# [REQUIREMENT]
Your answer should be one number: the count of lines below that contain "inside".

# [DATA FOR REVIEW]
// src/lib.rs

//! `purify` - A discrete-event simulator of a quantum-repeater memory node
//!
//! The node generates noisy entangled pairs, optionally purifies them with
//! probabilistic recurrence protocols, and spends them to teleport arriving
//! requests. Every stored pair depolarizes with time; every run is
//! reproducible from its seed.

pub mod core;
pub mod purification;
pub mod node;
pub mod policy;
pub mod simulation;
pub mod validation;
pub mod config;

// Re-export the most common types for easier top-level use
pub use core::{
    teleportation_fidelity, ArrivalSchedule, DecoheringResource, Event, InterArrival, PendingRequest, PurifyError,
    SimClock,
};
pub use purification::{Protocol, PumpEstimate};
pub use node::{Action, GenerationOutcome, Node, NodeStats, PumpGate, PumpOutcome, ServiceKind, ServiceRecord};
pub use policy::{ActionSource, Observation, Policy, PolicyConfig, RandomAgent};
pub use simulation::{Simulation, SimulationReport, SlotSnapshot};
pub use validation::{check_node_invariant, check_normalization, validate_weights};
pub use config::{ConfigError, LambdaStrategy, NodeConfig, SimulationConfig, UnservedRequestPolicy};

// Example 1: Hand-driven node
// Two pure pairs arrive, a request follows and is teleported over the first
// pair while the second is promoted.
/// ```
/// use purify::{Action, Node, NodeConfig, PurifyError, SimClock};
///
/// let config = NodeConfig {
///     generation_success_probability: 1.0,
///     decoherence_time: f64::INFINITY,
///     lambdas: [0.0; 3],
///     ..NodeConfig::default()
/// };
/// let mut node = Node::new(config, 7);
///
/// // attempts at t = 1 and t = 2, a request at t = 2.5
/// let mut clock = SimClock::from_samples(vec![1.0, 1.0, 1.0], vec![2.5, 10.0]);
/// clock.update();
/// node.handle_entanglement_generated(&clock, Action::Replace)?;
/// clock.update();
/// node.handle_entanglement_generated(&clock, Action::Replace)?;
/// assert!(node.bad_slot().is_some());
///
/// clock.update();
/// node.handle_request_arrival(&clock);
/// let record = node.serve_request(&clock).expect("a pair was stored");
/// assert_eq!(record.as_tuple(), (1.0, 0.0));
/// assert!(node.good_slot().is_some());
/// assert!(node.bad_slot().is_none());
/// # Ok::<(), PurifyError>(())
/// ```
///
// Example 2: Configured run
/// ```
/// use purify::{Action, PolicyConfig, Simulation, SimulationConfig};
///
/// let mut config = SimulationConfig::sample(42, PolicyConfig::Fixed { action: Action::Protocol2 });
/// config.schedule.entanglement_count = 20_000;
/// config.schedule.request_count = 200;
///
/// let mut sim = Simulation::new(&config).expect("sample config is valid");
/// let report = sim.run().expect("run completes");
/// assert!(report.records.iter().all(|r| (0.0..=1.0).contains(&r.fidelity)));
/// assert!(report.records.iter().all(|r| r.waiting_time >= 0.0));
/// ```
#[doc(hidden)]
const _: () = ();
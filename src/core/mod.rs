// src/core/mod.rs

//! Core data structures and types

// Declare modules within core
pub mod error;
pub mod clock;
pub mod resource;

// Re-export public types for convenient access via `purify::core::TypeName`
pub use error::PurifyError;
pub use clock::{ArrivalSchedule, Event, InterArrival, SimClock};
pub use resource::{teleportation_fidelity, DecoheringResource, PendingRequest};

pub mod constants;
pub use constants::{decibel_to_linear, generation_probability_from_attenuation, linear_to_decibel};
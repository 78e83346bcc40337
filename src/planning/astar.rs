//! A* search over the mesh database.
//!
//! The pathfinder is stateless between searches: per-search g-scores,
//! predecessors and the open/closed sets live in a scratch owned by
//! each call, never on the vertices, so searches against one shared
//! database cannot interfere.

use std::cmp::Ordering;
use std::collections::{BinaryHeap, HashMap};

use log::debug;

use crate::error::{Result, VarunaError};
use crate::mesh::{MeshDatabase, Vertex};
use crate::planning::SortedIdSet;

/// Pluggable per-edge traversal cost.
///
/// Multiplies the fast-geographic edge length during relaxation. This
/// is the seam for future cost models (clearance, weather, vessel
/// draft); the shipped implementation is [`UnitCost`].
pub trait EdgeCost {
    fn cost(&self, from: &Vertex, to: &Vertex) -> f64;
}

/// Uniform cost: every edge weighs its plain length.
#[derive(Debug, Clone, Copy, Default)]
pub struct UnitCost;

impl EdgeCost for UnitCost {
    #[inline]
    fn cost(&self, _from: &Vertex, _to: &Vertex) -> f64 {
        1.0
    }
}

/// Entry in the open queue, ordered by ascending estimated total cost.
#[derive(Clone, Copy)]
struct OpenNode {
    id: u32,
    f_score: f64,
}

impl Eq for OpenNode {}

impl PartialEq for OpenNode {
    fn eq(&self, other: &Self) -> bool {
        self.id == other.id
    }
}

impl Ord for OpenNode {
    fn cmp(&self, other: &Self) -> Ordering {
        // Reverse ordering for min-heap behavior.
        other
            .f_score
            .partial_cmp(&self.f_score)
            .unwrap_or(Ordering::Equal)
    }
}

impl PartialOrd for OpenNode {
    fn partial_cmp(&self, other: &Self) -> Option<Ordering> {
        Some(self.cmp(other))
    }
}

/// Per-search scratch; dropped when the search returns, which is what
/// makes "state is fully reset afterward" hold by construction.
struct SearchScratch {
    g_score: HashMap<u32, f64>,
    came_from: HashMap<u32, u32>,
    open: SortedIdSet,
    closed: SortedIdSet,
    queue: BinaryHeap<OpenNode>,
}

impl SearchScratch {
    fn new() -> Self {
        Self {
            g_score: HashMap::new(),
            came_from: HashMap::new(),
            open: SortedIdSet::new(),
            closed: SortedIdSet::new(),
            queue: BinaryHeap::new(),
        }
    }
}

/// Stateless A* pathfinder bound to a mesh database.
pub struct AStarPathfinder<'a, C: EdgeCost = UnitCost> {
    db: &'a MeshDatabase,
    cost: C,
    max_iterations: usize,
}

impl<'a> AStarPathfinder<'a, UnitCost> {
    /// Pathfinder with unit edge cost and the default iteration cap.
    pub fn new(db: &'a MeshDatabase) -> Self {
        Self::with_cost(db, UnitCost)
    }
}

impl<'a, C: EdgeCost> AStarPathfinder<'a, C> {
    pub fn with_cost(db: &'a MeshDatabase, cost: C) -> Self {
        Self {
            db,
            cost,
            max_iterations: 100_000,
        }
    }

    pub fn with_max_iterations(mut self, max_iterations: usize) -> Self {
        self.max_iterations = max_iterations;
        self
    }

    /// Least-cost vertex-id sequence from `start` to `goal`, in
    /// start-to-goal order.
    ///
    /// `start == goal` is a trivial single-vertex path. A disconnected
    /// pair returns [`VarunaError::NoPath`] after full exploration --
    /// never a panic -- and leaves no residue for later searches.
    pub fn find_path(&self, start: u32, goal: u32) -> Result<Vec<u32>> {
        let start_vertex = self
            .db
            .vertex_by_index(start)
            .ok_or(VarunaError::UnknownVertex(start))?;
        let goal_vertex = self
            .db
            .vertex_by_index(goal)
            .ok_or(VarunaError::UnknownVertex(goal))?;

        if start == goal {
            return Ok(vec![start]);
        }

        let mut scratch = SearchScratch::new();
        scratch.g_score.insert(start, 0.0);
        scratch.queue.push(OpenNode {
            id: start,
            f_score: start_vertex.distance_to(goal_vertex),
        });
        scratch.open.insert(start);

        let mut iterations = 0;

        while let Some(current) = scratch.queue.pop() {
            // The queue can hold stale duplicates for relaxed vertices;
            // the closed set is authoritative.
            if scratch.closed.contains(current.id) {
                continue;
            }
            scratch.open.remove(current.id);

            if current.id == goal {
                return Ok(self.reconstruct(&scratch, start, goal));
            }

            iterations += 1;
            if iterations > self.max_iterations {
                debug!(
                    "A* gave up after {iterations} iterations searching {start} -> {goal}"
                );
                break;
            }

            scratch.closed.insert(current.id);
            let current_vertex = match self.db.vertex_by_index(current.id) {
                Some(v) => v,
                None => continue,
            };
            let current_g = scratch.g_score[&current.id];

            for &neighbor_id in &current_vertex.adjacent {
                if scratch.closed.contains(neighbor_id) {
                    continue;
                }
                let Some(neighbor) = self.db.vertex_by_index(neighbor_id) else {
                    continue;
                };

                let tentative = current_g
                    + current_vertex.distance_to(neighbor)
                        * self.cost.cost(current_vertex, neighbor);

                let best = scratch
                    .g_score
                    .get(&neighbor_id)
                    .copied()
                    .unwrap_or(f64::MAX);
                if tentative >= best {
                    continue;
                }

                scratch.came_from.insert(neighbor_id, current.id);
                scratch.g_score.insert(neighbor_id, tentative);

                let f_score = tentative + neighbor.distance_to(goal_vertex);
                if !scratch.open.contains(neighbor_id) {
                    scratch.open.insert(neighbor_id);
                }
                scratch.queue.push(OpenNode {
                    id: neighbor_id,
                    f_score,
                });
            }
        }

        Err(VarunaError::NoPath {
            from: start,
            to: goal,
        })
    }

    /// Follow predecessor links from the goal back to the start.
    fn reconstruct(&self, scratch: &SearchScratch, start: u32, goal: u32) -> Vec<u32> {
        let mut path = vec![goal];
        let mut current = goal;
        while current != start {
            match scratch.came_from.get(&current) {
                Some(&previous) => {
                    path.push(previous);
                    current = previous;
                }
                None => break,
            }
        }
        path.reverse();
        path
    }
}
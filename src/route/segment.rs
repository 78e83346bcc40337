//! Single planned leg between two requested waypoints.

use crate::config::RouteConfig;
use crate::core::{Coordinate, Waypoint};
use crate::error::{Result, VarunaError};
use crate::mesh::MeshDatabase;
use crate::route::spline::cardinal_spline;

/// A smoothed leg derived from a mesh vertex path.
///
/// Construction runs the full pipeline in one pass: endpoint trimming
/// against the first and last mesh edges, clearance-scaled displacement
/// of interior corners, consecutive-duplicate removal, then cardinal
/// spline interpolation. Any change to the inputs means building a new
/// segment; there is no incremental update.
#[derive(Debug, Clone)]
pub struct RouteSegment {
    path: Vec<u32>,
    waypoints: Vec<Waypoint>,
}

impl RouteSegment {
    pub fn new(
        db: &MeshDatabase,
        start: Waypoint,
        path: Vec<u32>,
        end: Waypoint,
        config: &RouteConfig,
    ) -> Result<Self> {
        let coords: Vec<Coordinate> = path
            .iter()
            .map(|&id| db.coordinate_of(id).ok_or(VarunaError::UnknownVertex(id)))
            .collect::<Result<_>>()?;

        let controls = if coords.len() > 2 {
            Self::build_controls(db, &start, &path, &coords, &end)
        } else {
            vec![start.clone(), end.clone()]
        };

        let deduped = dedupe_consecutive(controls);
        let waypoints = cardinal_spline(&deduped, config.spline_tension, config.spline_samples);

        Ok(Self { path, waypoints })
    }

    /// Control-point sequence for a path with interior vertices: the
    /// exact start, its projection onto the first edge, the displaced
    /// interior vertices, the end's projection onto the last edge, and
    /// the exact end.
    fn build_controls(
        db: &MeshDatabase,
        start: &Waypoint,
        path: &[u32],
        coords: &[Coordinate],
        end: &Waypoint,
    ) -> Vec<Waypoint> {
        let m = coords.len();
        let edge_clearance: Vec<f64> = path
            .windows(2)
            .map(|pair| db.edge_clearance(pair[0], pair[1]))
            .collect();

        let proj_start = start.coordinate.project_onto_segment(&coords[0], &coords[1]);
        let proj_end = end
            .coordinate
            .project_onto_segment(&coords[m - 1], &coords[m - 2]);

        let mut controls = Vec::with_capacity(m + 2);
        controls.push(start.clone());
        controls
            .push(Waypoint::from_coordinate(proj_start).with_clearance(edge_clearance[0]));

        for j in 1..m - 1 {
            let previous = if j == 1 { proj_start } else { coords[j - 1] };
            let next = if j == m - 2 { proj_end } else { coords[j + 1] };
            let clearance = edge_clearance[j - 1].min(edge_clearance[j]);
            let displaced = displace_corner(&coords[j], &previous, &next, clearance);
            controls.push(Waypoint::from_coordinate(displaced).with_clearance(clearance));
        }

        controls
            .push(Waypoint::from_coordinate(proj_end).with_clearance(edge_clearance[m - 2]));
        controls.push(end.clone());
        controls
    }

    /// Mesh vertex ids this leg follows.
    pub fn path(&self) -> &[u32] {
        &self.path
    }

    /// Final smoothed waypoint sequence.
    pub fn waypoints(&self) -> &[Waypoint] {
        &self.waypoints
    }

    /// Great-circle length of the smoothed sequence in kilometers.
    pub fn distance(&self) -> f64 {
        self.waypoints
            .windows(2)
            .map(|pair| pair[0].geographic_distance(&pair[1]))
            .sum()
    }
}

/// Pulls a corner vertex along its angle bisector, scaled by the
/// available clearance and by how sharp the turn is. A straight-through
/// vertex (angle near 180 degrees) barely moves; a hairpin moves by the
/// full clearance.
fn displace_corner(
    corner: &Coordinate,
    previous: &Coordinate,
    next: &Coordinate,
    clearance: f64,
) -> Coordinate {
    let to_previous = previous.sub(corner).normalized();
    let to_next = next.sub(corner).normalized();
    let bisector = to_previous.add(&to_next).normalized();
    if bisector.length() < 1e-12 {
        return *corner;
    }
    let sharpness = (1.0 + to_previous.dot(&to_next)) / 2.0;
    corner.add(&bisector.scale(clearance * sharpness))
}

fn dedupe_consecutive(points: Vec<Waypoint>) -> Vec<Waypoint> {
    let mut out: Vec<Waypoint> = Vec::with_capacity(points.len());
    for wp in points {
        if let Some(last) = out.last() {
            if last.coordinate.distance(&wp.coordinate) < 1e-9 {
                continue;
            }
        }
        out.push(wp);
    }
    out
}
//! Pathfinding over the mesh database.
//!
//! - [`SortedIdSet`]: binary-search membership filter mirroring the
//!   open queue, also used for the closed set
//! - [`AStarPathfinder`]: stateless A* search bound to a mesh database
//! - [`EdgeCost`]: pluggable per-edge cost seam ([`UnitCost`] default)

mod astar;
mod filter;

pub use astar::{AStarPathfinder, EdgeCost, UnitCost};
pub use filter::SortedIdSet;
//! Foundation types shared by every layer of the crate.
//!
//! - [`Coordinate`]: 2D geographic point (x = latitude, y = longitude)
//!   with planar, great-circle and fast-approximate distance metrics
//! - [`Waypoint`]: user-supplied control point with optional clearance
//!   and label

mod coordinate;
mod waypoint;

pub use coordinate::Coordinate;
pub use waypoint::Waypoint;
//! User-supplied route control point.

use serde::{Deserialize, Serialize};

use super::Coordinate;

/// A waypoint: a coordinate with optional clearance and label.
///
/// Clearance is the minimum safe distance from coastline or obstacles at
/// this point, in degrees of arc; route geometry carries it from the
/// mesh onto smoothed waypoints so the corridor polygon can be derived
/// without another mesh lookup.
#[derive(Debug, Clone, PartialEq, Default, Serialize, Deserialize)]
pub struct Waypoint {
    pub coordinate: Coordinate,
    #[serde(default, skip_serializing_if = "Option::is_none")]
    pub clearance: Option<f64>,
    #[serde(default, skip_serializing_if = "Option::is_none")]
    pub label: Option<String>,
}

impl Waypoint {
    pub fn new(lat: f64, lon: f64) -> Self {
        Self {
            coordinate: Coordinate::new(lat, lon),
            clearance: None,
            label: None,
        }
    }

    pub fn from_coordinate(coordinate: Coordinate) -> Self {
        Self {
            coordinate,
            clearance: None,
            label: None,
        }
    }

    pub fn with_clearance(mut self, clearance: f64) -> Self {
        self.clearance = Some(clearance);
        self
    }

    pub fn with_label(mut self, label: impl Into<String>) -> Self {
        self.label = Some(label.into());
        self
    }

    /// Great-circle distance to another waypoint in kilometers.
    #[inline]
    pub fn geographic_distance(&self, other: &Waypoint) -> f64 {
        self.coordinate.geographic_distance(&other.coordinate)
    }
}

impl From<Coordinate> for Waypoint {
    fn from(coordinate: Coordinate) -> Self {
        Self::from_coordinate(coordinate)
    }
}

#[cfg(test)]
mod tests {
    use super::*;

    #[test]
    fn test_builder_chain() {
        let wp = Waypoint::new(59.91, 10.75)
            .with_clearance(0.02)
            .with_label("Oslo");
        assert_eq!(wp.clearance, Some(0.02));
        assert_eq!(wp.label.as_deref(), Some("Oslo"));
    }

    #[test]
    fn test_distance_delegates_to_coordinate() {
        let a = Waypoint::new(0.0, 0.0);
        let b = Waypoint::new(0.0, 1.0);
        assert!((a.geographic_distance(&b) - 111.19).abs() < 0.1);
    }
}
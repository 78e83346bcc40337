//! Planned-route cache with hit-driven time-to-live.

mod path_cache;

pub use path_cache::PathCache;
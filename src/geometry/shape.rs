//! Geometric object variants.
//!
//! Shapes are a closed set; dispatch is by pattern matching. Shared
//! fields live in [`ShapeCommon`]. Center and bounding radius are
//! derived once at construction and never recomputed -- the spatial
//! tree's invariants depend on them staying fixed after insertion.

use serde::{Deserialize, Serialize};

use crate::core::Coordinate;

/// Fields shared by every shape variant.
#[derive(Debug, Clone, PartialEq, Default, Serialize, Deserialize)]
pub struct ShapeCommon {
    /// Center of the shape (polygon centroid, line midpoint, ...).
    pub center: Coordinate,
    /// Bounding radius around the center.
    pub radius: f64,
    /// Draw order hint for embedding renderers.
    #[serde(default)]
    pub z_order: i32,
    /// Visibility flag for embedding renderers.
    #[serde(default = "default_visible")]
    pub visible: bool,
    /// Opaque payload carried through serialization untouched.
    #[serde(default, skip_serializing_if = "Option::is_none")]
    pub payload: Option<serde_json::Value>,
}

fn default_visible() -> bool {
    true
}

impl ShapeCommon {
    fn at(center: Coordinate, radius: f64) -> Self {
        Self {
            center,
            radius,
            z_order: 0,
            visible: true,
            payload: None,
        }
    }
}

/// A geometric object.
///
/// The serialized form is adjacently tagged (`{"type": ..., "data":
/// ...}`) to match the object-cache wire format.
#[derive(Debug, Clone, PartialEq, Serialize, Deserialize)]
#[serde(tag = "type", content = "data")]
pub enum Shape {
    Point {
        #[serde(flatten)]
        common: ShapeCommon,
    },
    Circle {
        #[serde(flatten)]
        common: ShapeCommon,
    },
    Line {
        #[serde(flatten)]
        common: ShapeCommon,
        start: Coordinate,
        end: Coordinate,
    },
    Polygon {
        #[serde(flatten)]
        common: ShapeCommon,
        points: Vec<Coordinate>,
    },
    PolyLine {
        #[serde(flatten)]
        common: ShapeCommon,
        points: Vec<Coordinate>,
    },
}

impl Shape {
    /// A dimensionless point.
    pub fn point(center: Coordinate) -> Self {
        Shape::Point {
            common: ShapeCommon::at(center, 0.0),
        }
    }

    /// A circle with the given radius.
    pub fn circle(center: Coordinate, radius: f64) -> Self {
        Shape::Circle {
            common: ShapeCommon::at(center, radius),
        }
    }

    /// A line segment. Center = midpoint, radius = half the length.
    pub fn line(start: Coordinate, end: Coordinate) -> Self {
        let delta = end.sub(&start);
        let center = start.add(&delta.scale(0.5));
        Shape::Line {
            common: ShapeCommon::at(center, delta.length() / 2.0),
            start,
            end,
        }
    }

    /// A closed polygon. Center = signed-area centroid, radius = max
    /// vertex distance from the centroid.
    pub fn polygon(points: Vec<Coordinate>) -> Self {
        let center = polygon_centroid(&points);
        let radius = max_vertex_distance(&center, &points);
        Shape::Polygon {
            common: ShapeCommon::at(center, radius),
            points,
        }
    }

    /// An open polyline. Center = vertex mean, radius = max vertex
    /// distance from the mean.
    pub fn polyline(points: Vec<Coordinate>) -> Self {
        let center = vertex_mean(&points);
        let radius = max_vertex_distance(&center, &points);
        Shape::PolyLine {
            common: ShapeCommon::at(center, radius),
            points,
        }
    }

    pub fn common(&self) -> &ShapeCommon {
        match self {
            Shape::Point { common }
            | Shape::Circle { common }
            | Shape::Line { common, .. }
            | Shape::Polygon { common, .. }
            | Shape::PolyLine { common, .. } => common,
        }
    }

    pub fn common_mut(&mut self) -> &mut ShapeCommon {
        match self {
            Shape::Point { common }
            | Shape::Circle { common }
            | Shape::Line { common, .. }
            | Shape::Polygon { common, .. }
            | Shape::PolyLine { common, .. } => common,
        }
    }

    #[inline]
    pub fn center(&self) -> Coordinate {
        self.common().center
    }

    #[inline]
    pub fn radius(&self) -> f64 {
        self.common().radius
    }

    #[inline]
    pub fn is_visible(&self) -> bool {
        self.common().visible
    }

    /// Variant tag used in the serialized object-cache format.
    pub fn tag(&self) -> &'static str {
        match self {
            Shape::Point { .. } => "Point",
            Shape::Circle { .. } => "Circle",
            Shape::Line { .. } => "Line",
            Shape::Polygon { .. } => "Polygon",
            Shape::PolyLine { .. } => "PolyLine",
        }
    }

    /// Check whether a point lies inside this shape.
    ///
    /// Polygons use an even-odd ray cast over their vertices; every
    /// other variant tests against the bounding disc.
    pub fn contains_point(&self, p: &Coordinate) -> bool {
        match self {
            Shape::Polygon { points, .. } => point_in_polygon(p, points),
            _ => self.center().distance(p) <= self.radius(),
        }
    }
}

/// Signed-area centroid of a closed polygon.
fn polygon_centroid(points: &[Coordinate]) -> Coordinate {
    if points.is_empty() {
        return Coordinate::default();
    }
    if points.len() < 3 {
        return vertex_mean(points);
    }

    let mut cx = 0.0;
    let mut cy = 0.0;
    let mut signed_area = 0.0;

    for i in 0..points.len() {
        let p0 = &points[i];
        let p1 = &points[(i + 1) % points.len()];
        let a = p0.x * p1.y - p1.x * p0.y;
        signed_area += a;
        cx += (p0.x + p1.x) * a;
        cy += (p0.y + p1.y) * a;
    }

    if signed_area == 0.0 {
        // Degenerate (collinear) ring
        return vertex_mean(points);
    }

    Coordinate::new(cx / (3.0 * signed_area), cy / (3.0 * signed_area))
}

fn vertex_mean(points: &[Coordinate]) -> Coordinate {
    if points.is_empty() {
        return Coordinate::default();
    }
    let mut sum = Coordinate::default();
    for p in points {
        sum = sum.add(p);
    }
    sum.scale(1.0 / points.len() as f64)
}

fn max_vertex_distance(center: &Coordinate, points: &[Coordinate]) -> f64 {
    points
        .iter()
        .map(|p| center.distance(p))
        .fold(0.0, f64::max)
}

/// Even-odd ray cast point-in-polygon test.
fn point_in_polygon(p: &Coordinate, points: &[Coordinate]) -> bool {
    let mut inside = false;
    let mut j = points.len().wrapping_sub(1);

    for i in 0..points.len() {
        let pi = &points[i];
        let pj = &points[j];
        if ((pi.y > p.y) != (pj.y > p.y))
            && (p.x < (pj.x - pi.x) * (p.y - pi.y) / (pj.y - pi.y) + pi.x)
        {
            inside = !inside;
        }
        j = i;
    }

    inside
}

# [REPLY TO THE TASK]
4